In that spirit, I'm going to start a series of blog posts called "Becoming Jeef" or "The Road to Jeef" I haven't decided yet. The idea here is to document the process of taking my comic and hopefully getting it published, and then out into stores and all that that entails. Along the way I'm sure, I'll have words of advice for other people trying to do the same thing. (I know I'm not accomplished enough to give advice, but I like too, and really it's gonna be mind set type stuff anyway) Basically it will be the important points in making my career, till one day when I'm rich, pretentious, and living in France.
In other news, I recorded another interview with good guy, Elliott Serrano today. Elliot invited me to record with him on his video podcast over in Schamburg at Dreamland Comics. We recorded two segments and they're gonna be posted in two different places. The first will be on Comics Waiting Room, that should be up for Monday. The other went long and is gonna have to be broken up into segments for Elliott's other video podcast Comic Culture Warrior. I had a great time talking with Elliott, and we seemed to hit on all sorts of topics. I apologize for going on too long. I'm kind of a quiet guy until you get me started.
In addition to dying a little bit every day with each White Sox loss, I've been in the process of coloring Issue #4 of Burning Building for Top Shelf's Website.

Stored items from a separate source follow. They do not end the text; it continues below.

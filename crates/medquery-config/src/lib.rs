//! Configuration for the medquery tools.
//!
//! TOML file + `MEDQUERY_` environment, layered with figment, and
//! translation into `medquery_core::QueryDefaults`. The core never reads
//! configuration itself.

use std::path::{Path, PathBuf};

use directories::ProjectDirs;
use figment::{
    Figment,
    providers::{Env, Format, Serialized, Toml},
};
use serde::{Deserialize, Serialize};
use thiserror::Error;

use medquery_core::QueryDefaults;

/// Environment variable overriding the config file location.
pub const CONFIG_PATH_ENV: &str = "MEDQUERY_CONFIG";

// ── Error ───────────────────────────────────────────────────────────

#[derive(Debug, Error)]
pub enum ConfigError {
    #[error("invalid {field}: {reason}")]
    Validation { field: String, reason: String },

    #[error("failed to serialize config: {0}")]
    Serialization(#[from] toml::ser::Error),

    #[error("config loading failed: {0}")]
    Figment(Box<figment::Error>),

    #[error("IO error: {0}")]
    Io(#[from] std::io::Error),
}

impl From<figment::Error> for ConfigError {
    fn from(err: figment::Error) -> Self {
        Self::Figment(Box::new(err))
    }
}

// ── TOML config structs ─────────────────────────────────────────────

/// Top-level TOML configuration.
#[derive(Debug, Clone, Default, PartialEq, Eq, Deserialize, Serialize)]
pub struct Config {
    #[serde(default)]
    pub defaults: Defaults,

    /// Settings for `medquery demo`.
    #[serde(default)]
    pub demo: DemoSettings,
}

#[derive(Debug, Clone, PartialEq, Eq, Deserialize, Serialize)]
pub struct Defaults {
    #[serde(default = "default_output")]
    pub output: String,

    /// `tracing` filter used when neither `-v` nor `RUST_LOG` is given.
    #[serde(default)]
    pub log_filter: Option<String>,

    #[serde(default = "default_page_size")]
    pub page_size: u32,

    #[serde(default = "default_max_page_size")]
    pub max_page_size: u32,
}

impl Default for Defaults {
    fn default() -> Self {
        Self {
            output: default_output(),
            log_filter: None,
            page_size: default_page_size(),
            max_page_size: default_max_page_size(),
        }
    }
}

fn default_output() -> String {
    "table".into()
}
fn default_page_size() -> u32 {
    medquery_core::config::DEFAULT_PAGE_SIZE
}
fn default_max_page_size() -> u32 {
    medquery_core::config::DEFAULT_MAX_PAGE_SIZE
}

#[derive(Debug, Clone, PartialEq, Eq, Deserialize, Serialize)]
pub struct DemoSettings {
    /// Resource family the demo runs against (e.g. "allergies").
    #[serde(default = "default_resource")]
    pub resource: String,

    /// Records seeded into the in-memory backend.
    #[serde(default = "default_seed_records")]
    pub seed_records: u32,

    /// Simulated backend latency per request.
    #[serde(default = "default_latency_ms")]
    pub latency_ms: u64,

    /// Fail every Nth backend request; 0 never fails.
    #[serde(default)]
    pub fail_every: u32,
}

impl Default for DemoSettings {
    fn default() -> Self {
        Self {
            resource: default_resource(),
            seed_records: default_seed_records(),
            latency_ms: default_latency_ms(),
            fail_every: 0,
        }
    }
}

fn default_resource() -> String {
    "allergies".into()
}
fn default_seed_records() -> u32 {
    12
}
fn default_latency_ms() -> u64 {
    25
}

// ── Config file path ────────────────────────────────────────────────

/// Resolve the config file path: `MEDQUERY_CONFIG`, else platform
/// conventions.
pub fn config_path() -> PathBuf {
    if let Some(path) = std::env::var_os(CONFIG_PATH_ENV).filter(|p| !p.is_empty()) {
        return PathBuf::from(path);
    }
    ProjectDirs::from("org", "medquery", "medquery").map_or_else(
        || {
            let mut p = dirs_fallback();
            p.push("config.toml");
            p
        },
        |dirs| dirs.config_dir().join("config.toml"),
    )
}

fn dirs_fallback() -> PathBuf {
    let mut p = PathBuf::from(std::env::var("HOME").unwrap_or_else(|_| ".".into()));
    p.push(".config");
    p.push("medquery");
    p
}

// ── Config loading ──────────────────────────────────────────────────

/// Load the full Config from the canonical file + environment.
pub fn load_config() -> Result<Config, ConfigError> {
    load_config_from(&config_path())
}

/// Load from an explicit file + environment. A missing file is not an
/// error; defaults fill in.
pub fn load_config_from(path: &Path) -> Result<Config, ConfigError> {
    let figment = Figment::new()
        .merge(Serialized::defaults(Config::default()))
        .merge(Toml::file(path))
        .merge(Env::prefixed("MEDQUERY_").ignore(&["CONFIG"]).split("__"));

    let config: Config = figment.extract()?;
    Ok(config)
}

// ── Config saving ───────────────────────────────────────────────────

/// Serialize config to TOML and write to the canonical config path.
pub fn save_config(cfg: &Config) -> Result<PathBuf, ConfigError> {
    let path = config_path();
    save_config_to(cfg, &path)?;
    Ok(path)
}

pub fn save_config_to(cfg: &Config, path: &Path) -> Result<(), ConfigError> {
    if let Some(parent) = path.parent().filter(|p| !p.as_os_str().is_empty()) {
        std::fs::create_dir_all(parent)?;
    }
    let toml_str = toml::to_string_pretty(cfg)?;
    std::fs::write(path, toml_str)?;
    Ok(())
}

// ── Translation ─────────────────────────────────────────────────────

/// Build validated `QueryDefaults` from the loaded config.
pub fn to_query_defaults(cfg: &Config) -> Result<QueryDefaults, ConfigError> {
    let Defaults {
        page_size,
        max_page_size,
        ..
    } = cfg.defaults;

    if max_page_size == 0 {
        return Err(ConfigError::Validation {
            field: "defaults.max_page_size".into(),
            reason: "must be at least 1".into(),
        });
    }
    if page_size == 0 || page_size > max_page_size {
        return Err(ConfigError::Validation {
            field: "defaults.page_size".into(),
            reason: format!("expected 1..={max_page_size}, got {page_size}"),
        });
    }

    Ok(QueryDefaults {
        page_size,
        max_page_size,
    })
}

I'm also almost done reading Moby Dick. Recently saw this beautifully done piece of Moby Dick done by Tom Neely, of "The Blot" fame. Had I the ducets, t'would be mine. Plus I thought, I'd share another segment from the book that I thought was quite well written. It's at the end of Chapter 58 and I won't bother for context.
"Consider all this; and then turn to this green, gentle, and most docile earth; consider them both, the sea and the land; and do you not find a strange analogy to something in yourself? For as this appalling ocean surrounds the verdant land, so in the soul of man there lies one insular Tahiti, full of peace and joy, but encompassed by all of the horrors of the half-known life. God keep thee! Push not off from that isle, thou can'st never return!"
"One Insular Tahiti" is a wonderful turn of phrase I might have to steal for a title some day.